With the growing interest among federal agencies in building local capacity for research, we took another look at an article by Lee Cronbach published in 1975. We found it has a lot to say about conducting local experiments and implications for generalizability. Cronbach worked for much of his career at Empirical’s neighbor, Stanford University, and his work has had a direct and indirect influence on our thinking. Some may interpret Cronbach’s work as stating that randomized trials of educational interventions have no value because of the complexity of interactions between subjects, contexts, and the experimental treatment. In any particular context, these interactions are infinitely complex, forming a “hall of mirrors” (as he famously put it, p. 119), making experimental results—which at most can address a small number of lower-order interactions—irrelevant. We don’t read it that way. Rather, we see powerful insights as well as cautions for conducting the kinds of field experiments that are beginning to show promise for providing educators with useful evidence.

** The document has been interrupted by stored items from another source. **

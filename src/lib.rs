pub mod backend;
mod command;
mod config;
pub mod duration;
mod error;
mod executor;
mod gpio;
mod routes;
pub mod shutdown;

pub use command::{ActionKind, Command, TriggerQuery};
pub use config::{AppConfig, BackendConfig, HttpConfig};
pub use error::AppError;
pub use executor::ActionExecutor;
pub use gpio::{AllowList, DEFAULT_PINS, Level, PinBackend, PinController, PinId};
pub use routes::{AppState, api_scope};
pub use shutdown::Shutdown;

#[cfg(feature = "chardev-gpio")]
pub use backend::LibgpiodBackend;
pub use backend::{MockPinBackend, SysfsBackend};
use std::fs;
use std::io;
use std::path::{Path, PathBuf};

use parking_lot::Mutex;
use rustc_hash::FxHashSet;

use crate::error::AppError;
use crate::gpio::{Level, PinBackend, PinId};

pub const DEFAULT_SYSFS_PATH: &str = "/sys/class/gpio";

/// Legacy `/sys/class/gpio` interface.
pub struct SysfsBackend {
    base: PathBuf,
    outputs: Mutex<FxHashSet<PinId>>, // direction confirmed as "out"
}

impl SysfsBackend {
    pub fn new(base: impl Into<PathBuf>) -> Self {
        Self {
            base: base.into(),
            outputs: Mutex::new(FxHashSet::default()),
        }
    }

    fn export_path(&self) -> PathBuf {
        self.base.join("export")
    }

    fn unexport_path(&self) -> PathBuf {
        self.base.join("unexport")
    }

    fn pin_dir(&self, pin: PinId) -> PathBuf {
        self.base.join(format!("gpio{pin}"))
    }

    fn direction_path(&self, pin: PinId) -> PathBuf {
        self.pin_dir(pin).join("direction")
    }

    fn value_path(&self, pin: PinId) -> PathBuf {
        self.pin_dir(pin).join("value")
    }

    fn write_file(path: &Path, contents: &str) -> Result<(), AppError> {
        fs::write(path, contents)
            .map_err(|e| AppError::Io(format!("write {:?} to {}: {e}", contents, path.display())))
    }

    fn export(&self, pin: PinId) -> Result<(), AppError> {
        let export = self.export_path();
        if !export.exists() {
            return Err(AppError::HardwareUnavailable(format!(
                "{} does not exist",
                export.display()
            )));
        }
        Self::write_file(&export, &pin.to_string())
    }

    fn set_output(&self, pin: PinId) -> Result<(), AppError> {
        let path = self.direction_path(pin);
        let current = fs::read_to_string(&path).unwrap_or_default();
        if current.trim() != "out" {
            Self::write_file(&path, "out")?;
        }
        Ok(())
    }
}

impl Default for SysfsBackend {
    fn default() -> Self {
        Self::new(DEFAULT_SYSFS_PATH)
    }
}

impl PinBackend for SysfsBackend {
    fn ensure(&self, pin: PinId) -> Result<bool, AppError> {
        let mut outputs = self.outputs.lock();

        let exported = if self.pin_dir(pin).exists() {
            false
        } else {
            // unexported behind our back, the direction has to be set again
            outputs.remove(&pin);
            self.export(pin)?;
            true
        };

        // a pin exported by an earlier attempt may still be an input
        if !outputs.contains(&pin) {
            self.set_output(pin)?;
            outputs.insert(pin);
        }
        Ok(exported)
    }

    fn write(&self, pin: PinId, level: Level) -> Result<(), AppError> {
        Self::write_file(&self.value_path(pin), level.as_str())
    }

    fn read(&self, pin: PinId) -> Result<Level, AppError> {
        let path = self.value_path(pin);
        let contents = fs::read_to_string(&path)
            .map_err(|e| AppError::Io(format!("read {}: {e}", path.display())))?;

        Level::parse(&contents).ok_or_else(|| {
            AppError::Io(format!(
                "unexpected value {:?} in {}",
                contents.trim(),
                path.display()
            ))
        })
    }

    fn release(&self, pin: PinId) -> Result<bool, AppError> {
        self.outputs.lock().remove(&pin);
        if !self.pin_dir(pin).exists() {
            return Ok(false);
        }

        match fs::write(self.unexport_path(), pin.to_string()) {
            Ok(()) => Ok(true),
            Err(e) if e.kind() == io::ErrorKind::NotFound => Ok(false),
            Err(e) => Err(AppError::Io(format!("unexport pin {pin}: {e}"))),
        }
    }
}
use log::{info, warn};
use std::fs;
use std::io;
use std::path::Path;
use std::sync::Arc;
use std::time::Duration;

use actix_web::{App, HttpServer, web};

use relayd::shutdown::{self, SignalListener};
use relayd::{ActionExecutor, AppConfig, AppState, PinController, Shutdown, api_scope, backend};

#[actix_web::main]
async fn main() -> io::Result<()> {
    env_logger::init();

    let config_path = std::env::args()
        .nth(1)
        .or_else(|| std::env::var("RELAYD_CONFIG").ok())
        .unwrap_or_else(|| "config.json".to_string());
    let config = Arc::new(AppConfig::load_from_file(&config_path).map_err(io::Error::other)?);

    let backend = backend::from_config(&config.backend).map_err(io::Error::other)?;
    let controller = Arc::new(PinController::new(backend));
    let signal = Shutdown::new();
    let executor = Arc::new(ActionExecutor::new(
        controller,
        &config.pins,
        signal.clone(),
        config.shutdown_grace,
    ));

    if config.password.is_none() {
        warn!("No password configured, anyone reaching the server can drive the pins");
    }

    let app_state = AppState {
        config: config.clone(),
        executor: executor.clone(),
    };

    let http_cfg = config.http.clone();
    let server = HttpServer::new(move || {
        let scope_path = http_cfg.path.clone();
        App::new()
            .app_data(web::Data::new(app_state.clone()))
            .service(api_scope(&scope_path))
    })
    .disable_signals()
    .shutdown_timeout(config.shutdown_grace.as_secs().max(1))
    .client_request_timeout(Duration::from_secs(config.http.timeout));

    let bind_addrs: String;
    let http_cfg = config.http.clone();
    let server = match (&http_cfg.unix_socket, &http_cfg.host) {
        (Some(socket_path), Some(host)) => {
            if Path::new(socket_path).exists() {
                fs::remove_file(socket_path)?;
            }
            bind_addrs = format!("{} and {}", socket_path, host);

            server.bind_uds(socket_path)?.bind_auto_h2c(host)?
        }
        (Some(socket_path), None) => {
            if Path::new(socket_path).exists() {
                fs::remove_file(socket_path)?;
            }
            bind_addrs = socket_path.clone();

            server.bind_uds(socket_path)?
        }
        (None, Some(host)) => {
            bind_addrs = host.clone();

            server.bind_auto_h2c(host)?
        }
        (None, None) => {
            return Err(io::Error::other(
                "either 'unix_socket' or 'host' must be specified",
            ));
        }
    };

    info!("Starting server on {}...", bind_addrs);

    // registered before serving, a service that can't be stopped must not start
    let mut signals = SignalListener::new()?;

    let server = server.run();
    let handle = server.handle();
    actix_web::rt::spawn(async move {
        let name = signals.recv().await;
        info!("Received signal: {name}");
        // cancels in-flight timers before the server waits on their requests
        signal.trigger();
        handle.stop(true).await;
    });

    shutdown::serve_then_release(server, &executor).await?;
    info!("Graceful shutdown complete");
    Ok(())
}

We presented these ideas at the Society for Research in Educational Effectiveness conference in March, building the presentation around a set of memorable quotes from the 1975 article. Here we highlight some of the main ideas.
Quote #1: “When we give proper weight to local conditions, any generalization is a working hypothesis, not a conclusion…positive results obtained with a new procedure for early education in one community warrant another community trying it. But instead of trusting that those results generalize, the next community needs its own local evaluation” (p. 125).
Practitioners are making decisions for their local jurisdiction. An experiment conducted elsewhere (including over many locales, where the results are averaged) provides a useful starting point, but not “proof” that it will or will not work in the same way locally. Experiments give us a working hypothesis concerning an effect, but it has to be tested against local conditions at the appropriate scale of implementation. This brings to mind California’s experience with class size reduction following the famous experiment in Tennessee, and how the working hypothesis corroborated through the experiment did not transfer to a different context. We also see applicability of Cronbach’s ideas in the Investing in Innovation (i3) program, where initial evidence is being taken as a warrant to scale-up intervention, but where the grants included funding for research under new conditions where implementation may head in unanticipated directions, leading to new effects.
Quote #2: “Instead of making generalization the ruling consideration in our research, I suggest that we reverse our priorities. An observer collecting data in one particular situation…will give attention to whatever variables were controlled, but he will give equally careful attention to uncontrolled conditions…. As results accumulate, a person who seeks understanding will do his best to trace how the uncontrolled factors could have caused local departures from the modal effect. That is, generalization comes late, and the exception is taken as seriously as the rule” (pp. 124-125).
Finding or even seeking out conditions that lead to variation in the treatment effect facilitates external validity, as we build an account of the variation. This should not be seen as a threat to generalizability because an estimate of average impact is not robust across conditions. We should spend some time looking at the ways that the intervention interacts differently with local characteristics, in order to determine which factors account for heterogeneity in the impact and which ones do not. Though this activity is exploratory and not necessarily anticipated in the design, it provides the basis for understanding how the treatment plays out, and why its effect may not be constant across settings. Over time, generalizations can emerge, as we compile an account of the different ways in which the treatment is realized and the conditions that suppress or accentuate its effects.
Quote #3: “Generalizations decay” (p. 122).
In the social policy arena, and especially with the rapid development of technologies, we can’t expect interventions to stay constant. And we certainly can’t expect the contexts of implementation to be the same over many years. The call for quicker turn-around in our studies is therefore necessary, not just because decision-makers need to act, but because any finding may have a short shelf life.
Cronbach, L. J. (1975). Beyond the two disciplines of scientific psychology. American Psychologist, 116-127.